In 2005, Cicala went to the dermatologist at the urging of her mother. “My mom had noticed this mole on my back and kept bugging me to go. I finally went to the doctor just to get her off my back from telling me to keep going and going, and I walked into the doctor’s office and walked out with cancer.”

She was lucky – her cancer was found early. She had the mole and some lymph nodes surgically removed and has no ill effects today, though she wears sunscreen every day and stays covered whenever she’s in sunlight.

“The cure for melanoma is, like with many cancers, early detection. So if you catch it very, very early and remove it surgically, you can cure it. If you don’t, the treatments are not often very effective,” Sechrist said.

While genetics seems to play a role, everyone can benefit from closely examining their skin – and not just areas exposed to the sun.

“Generally it is something that is either an existing mole that is changing shape, size, color or sensation or it’s a new mole that is growing, that someone has not seen before,” said Sechrist.

Early detection is critical, because melanoma is aggressive and can spread quickly to other parts of the body.

“Oftentimes as the disease progresses, it will go to the lungs, it will go to the spleen, it will go to the spine, it will go to the liver. Ultimately, it will go to your brain,” said Anita Day, founder of Outrun the Sun, a nonprofit group based in Indianapolis that is dedicated to melanoma education and support for survivors.

Doctors and experts agree: Prevention, by taking steps to protect skin from ultraviolet light, is the best way to avoid skin cancer. Day recommends wearing long-sleeve shirts, pants, wide-brimmed hats, sunglasses and sunscreen for any time spent in the sun.

But what of the bronze look that so many people crave?

“Sunless tanners are 100 percent safe, and they are a quick and easy way to get tan skin,” said Cicala, who has tried most of the products on the market. Her favorite is one that is applied in the shower with a microfiber towel.

Those steps seem simple in the face of this deadly disease. Day helped found Outrun the Sun in 2004 after her father and a friend died of melanoma. She knew the grief of survivors and wanted to provide an outlet for families who have experienced a death through melanoma.

“We saw a huge need, and we said someone has to be a voice. Someone has to bring awareness. Someone has to help support research. Someone has to wave the flag for prevention and early detection, and if no one else does it, it needs to be us,” she said.
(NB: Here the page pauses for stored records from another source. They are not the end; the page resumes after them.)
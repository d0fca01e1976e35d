//! Persistence contracts for tracked transactions and user tasks.
//!
//! The tracker only talks to these traits. [`MemoryStore`] backs tests and
//! single-process use; `SqliteStore` is the durable implementation.

use crate::settlement::types::{TaskStatus, TransactionFilter, TransactionRecord, TransactionStatus, UserTask};
use anyhow::Result;
use async_trait::async_trait;
use chrono::{DateTime, Utc};
use std::collections::HashMap;
use tokio::sync::Mutex;

/// Repository for transaction records, keyed by signature.
#[async_trait]
pub trait TransactionStore: Send + Sync {
    async fn find_one(&self, filter: &TransactionFilter) -> Result<Option<TransactionRecord>>;

    /// Inserts or replaces the record with the same signature and returns the
    /// stored form (with `id` assigned).
    ///
    /// A stored record in a terminal status is never replaced. The write is
    /// dropped and the stored record is returned instead.
    async fn save(&self, record: TransactionRecord) -> Result<TransactionRecord>;

    /// Matching records ordered by insertion.
    async fn find_many(&self, filter: &TransactionFilter) -> Result<Vec<TransactionRecord>>;

    /// Moves `signature` from `expected` to `next` only if it is still in
    /// `expected`. Returns whether this call performed the transition.
    async fn transition_status(
        &self,
        signature: &str,
        expected: TransactionStatus,
        next: TransactionStatus,
        at: DateTime<Utc>,
    ) -> Result<bool>;
}

/// Repository for user task progress, keyed by task reference.
#[async_trait]
pub trait TaskStore: Send + Sync {
    async fn find_task(&self, task_ref: &str) -> Result<Option<UserTask>>;

    async fn save_task(&self, task: UserTask) -> Result<UserTask>;

    async fn find_tasks_by_user(&self, user_id: &str) -> Result<Vec<UserTask>>;

    async fn completed_tasks(&self, user_id: &str) -> Result<Vec<UserTask>> {
        Ok(self
            .find_tasks_by_user(user_id)
            .await?
            .into_iter()
            .filter(|task| task.status == TaskStatus::Completed)
            .collect())
    }
}

#[derive(Default)]
struct MemoryState {
    transactions: Vec<TransactionRecord>,
    next_id: i64,
    tasks: HashMap<String, UserTask>,
}

/// In-process store guarded by a single async mutex.
#[derive(Default)]
pub struct MemoryStore {
    state: Mutex<MemoryState>,
}

impl MemoryStore {
    pub fn new() -> Self {
        Self::default()
    }
}

#[async_trait]
impl TransactionStore for MemoryStore {
    async fn find_one(&self, filter: &TransactionFilter) -> Result<Option<TransactionRecord>> {
        let state = self.state.lock().await;
        Ok(state.transactions.iter().find(|r| filter.matches(r)).cloned())
    }

    async fn save(&self, mut record: TransactionRecord) -> Result<TransactionRecord> {
        let mut state = self.state.lock().await;
        match state.transactions.iter().position(|r| r.signature == record.signature) {
            Some(index) if state.transactions[index].status.is_terminal() => {
                return Ok(state.transactions[index].clone());
            }
            Some(index) => {
                record.id = state.transactions[index].id;
                state.transactions[index] = record.clone();
            }
            None => {
                state.next_id += 1;
                record.id = Some(state.next_id);
                state.transactions.push(record.clone());
            }
        }
        Ok(record)
    }

    async fn find_many(&self, filter: &TransactionFilter) -> Result<Vec<TransactionRecord>> {
        let state = self.state.lock().await;
        Ok(state.transactions.iter().filter(|r| filter.matches(r)).cloned().collect())
    }

    async fn transition_status(
        &self,
        signature: &str,
        expected: TransactionStatus,
        next: TransactionStatus,
        at: DateTime<Utc>,
    ) -> Result<bool> {
        let mut state = self.state.lock().await;
        match state
            .transactions
            .iter_mut()
            .find(|r| r.signature == signature && r.status == expected)
        {
            Some(record) => {
                record.status = next;
                record.updated_at = at;
                Ok(true)
            }
            None => Ok(false),
        }
    }
}

#[async_trait]
impl TaskStore for MemoryStore {
    async fn find_task(&self, task_ref: &str) -> Result<Option<UserTask>> {
        Ok(self.state.lock().await.tasks.get(task_ref).cloned())
    }

    async fn save_task(&self, task: UserTask) -> Result<UserTask> {
        self.state
            .lock()
            .await
            .tasks
            .insert(task.task_ref.clone(), task.clone());
        Ok(task)
    }

    async fn find_tasks_by_user(&self, user_id: &str) -> Result<Vec<UserTask>> {
        let state = self.state.lock().await;
        let mut tasks: Vec<UserTask> = state
            .tasks
            .values()
            .filter(|task| task.user_id == user_id)
            .cloned()
            .collect();
        tasks.sort_by(|a, b| a.task_ref.cmp(&b.task_ref));
        Ok(tasks)
    }
}

#[cfg(test)]
mod tests {
    use super::*;
    use crate::settlement::types::TransactionKind;

    fn record(signature: &str) -> TransactionRecord {
        TransactionRecord::new("task-1", signature, TransactionKind::Transfer, serde_json::json!({}), 1, Utc::now())
    }

    #[tokio::test]
    async fn test_save_assigns_id_and_upserts() {
        let store = MemoryStore::new();

        let first = store.save(record("SIG1")).await.unwrap();
        assert_eq!(first.id, Some(1));

        let mut updated = first.clone();
        updated.confirmations = 4;
        let saved = store.save(updated).await.unwrap();
        assert_eq!(saved.id, Some(1));

        let all = store.find_many(&TransactionFilter::default()).await.unwrap();
        assert_eq!(all.len(), 1);
        assert_eq!(all[0].confirmations, 4);
    }

    #[tokio::test]
    async fn test_save_never_replaces_terminal_record() {
        let store = MemoryStore::new();
        let mut confirmed = record("SIG1");
        confirmed.status = TransactionStatus::Confirmed;
        confirmed.confirmations = 3;
        store.save(confirmed.clone()).await.unwrap();

        let mut stale = record("SIG1");
        stale.status = TransactionStatus::Confirming;
        stale.confirmations = 1;
        let returned = store.save(stale).await.unwrap();
        assert_eq!(returned.status, TransactionStatus::Confirmed);
        assert_eq!(returned.confirmations, 3);

        let stored = store.find_one(&TransactionFilter::by_signature("SIG1")).await.unwrap().unwrap();
        assert_eq!(stored.status, TransactionStatus::Confirmed);
        assert_eq!(stored.id, Some(1));
    }

    #[tokio::test]
    async fn test_transition_status_is_compare_and_set() {
        let store = MemoryStore::new();
        store.save(record("SIG1")).await.unwrap();

        let now = Utc::now();
        assert!(store
            .transition_status("SIG1", TransactionStatus::Pending, TransactionStatus::Confirming, now)
            .await
            .unwrap());
        assert!(!store
            .transition_status("SIG1", TransactionStatus::Pending, TransactionStatus::Confirming, now)
            .await
            .unwrap());
        assert!(!store
            .transition_status("SIG2", TransactionStatus::Pending, TransactionStatus::Confirming, now)
            .await
            .unwrap());
    }

    #[tokio::test]
    async fn test_completed_tasks_filters_by_status() {
        let store = MemoryStore::new();
        store.save_task(UserTask::in_progress("t1", "alice", false)).await.unwrap();
        let mut done = UserTask::in_progress("t2", "alice", false);
        done.status = TaskStatus::Completed;
        store.save_task(done).await.unwrap();
        store.save_task(UserTask::in_progress("t3", "bob", false)).await.unwrap();

        let completed = store.completed_tasks("alice").await.unwrap();
        assert_eq!(completed.len(), 1);
        assert_eq!(completed[0].task_ref, "t2");
        assert_eq!(store.find_tasks_by_user("alice").await.unwrap().len(), 2);
    }
}
//! Audio device setup and the shared console.

use std::path::PathBuf;
use std::sync::{Arc, Mutex};

use color_eyre::eyre::{eyre, Result as EyreResult, WrapErr};
use cpal::traits::{DeviceTrait, HostTrait, StreamTrait};

use saavy_fx::{
    config::Config,
    context::{Platform, PlatformError},
    graph::StereoFrame,
    io::Recorder,
    Console, MAX_BLOCK_SIZE,
};

use super::ui::UiApp;

/// Suspends and resumes the device stream.
struct StreamPlatform<'a> {
    stream: &'a cpal::Stream,
}

impl Platform for StreamPlatform<'_> {
    fn suspend(&mut self) -> Result<(), PlatformError> {
        self.stream.pause().map_err(|e| PlatformError(e.to_string()))
    }

    fn resume(&mut self) -> Result<(), PlatformError> {
        self.stream.play().map_err(|e| PlatformError(e.to_string()))
    }
}

pub fn run(config: Config, file: Option<PathBuf>) -> EyreResult<()> {
    let host = cpal::default_host();
    let device = host
        .default_output_device()
        .ok_or_else(|| eyre!("no default output device available"))?;
    let stream_config = device
        .default_output_config()
        .wrap_err("failed to fetch default output config")?;

    let sample_rate = stream_config.sample_rate().0;
    let channels = stream_config.channels() as usize;
    let recorder_dir = config.recorder_directory();

    let mut console = Console::new(config, sample_rate as f32);
    let source_name = match &file {
        Some(path) => {
            console
                .load_file(path)
                .wrap_err_with(|| format!("failed to load {}", path.display()))?;
            Some(path.display().to_string())
        }
        None => None,
    };

    let mut notices = Vec::new();
    let recorder = match console.output_stream() {
        Ok(stream) => Some(Recorder::new(stream, recorder_dir, sample_rate)),
        Err(err) => {
            notices.push(err.to_string());
            None
        }
    };

    let console = Arc::new(Mutex::new(console));
    let shared = Arc::clone(&console);
    let mut render_buf = vec![StereoFrame::SILENT; MAX_BLOCK_SIZE];

    let stream = device
        .build_output_stream(
            &stream_config.into(),
            move |data: &mut [f32], _| {
                let Ok(mut console) = shared.lock() else {
                    data.fill(0.0);
                    return;
                };
                let total_frames = data.len() / channels;
                let mut frames_written = 0;
                while frames_written < total_frames {
                    let frames_to_render = (total_frames - frames_written).min(MAX_BLOCK_SIZE);
                    let block = &mut render_buf[..frames_to_render];
                    console.render(block);

                    let out_off = frames_written * channels;
                    for (i, frame) in block.iter().enumerate() {
                        for ch in 0..channels {
                            data[out_off + i * channels + ch] = match ch {
                                0 => frame.left,
                                1 => frame.right,
                                _ => frame.to_mono(),
                            };
                        }
                    }
                    frames_written += frames_to_render;
                }
            },
            |err| log::error!("stream error: {}", err),
            None,
        )
        .wrap_err("failed to build output stream")?;
    stream.play().wrap_err("failed to start output stream")?;

    let mut platform = StreamPlatform { stream: &stream };
    let mut app = UiApp::new(console, recorder, source_name, notices);

    let mut terminal = ratatui::init();
    let result = app.run(&mut terminal, &mut platform);
    ratatui::restore();
    result
}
In 2005, Outrun the Sun established a 5-mile summertime evening run to raise funds for melanoma research. Many people help with the event, including youth who have lost loved ones to the disease.

Will Patton, 10, of Carmel, lost his father to melanoma seven years ago and has volunteered with his mother in Outrun the Sun events.

“It’s helped me like come through the hard times since my dad died,” he explained.

Sam Elliot, 10, also of Carmel, started helping out in 2006 after the death of a family friend. He made drawings and sold them, originally charging $2 each. He’s raised $4,000 in all.

He said he got the idea after overhearing two girls talk about their plans to raise money for Riley Hospital for Children.

“For some reason, I got jealous. I went home and told my mom that I wanted to do something to get money. First, I asked for a lemonade stand. Then, I saw my dad crying and that’s when I got the idea,” he said.

Sam said he plans to create Christmas cards to raise additional funds for melanoma research.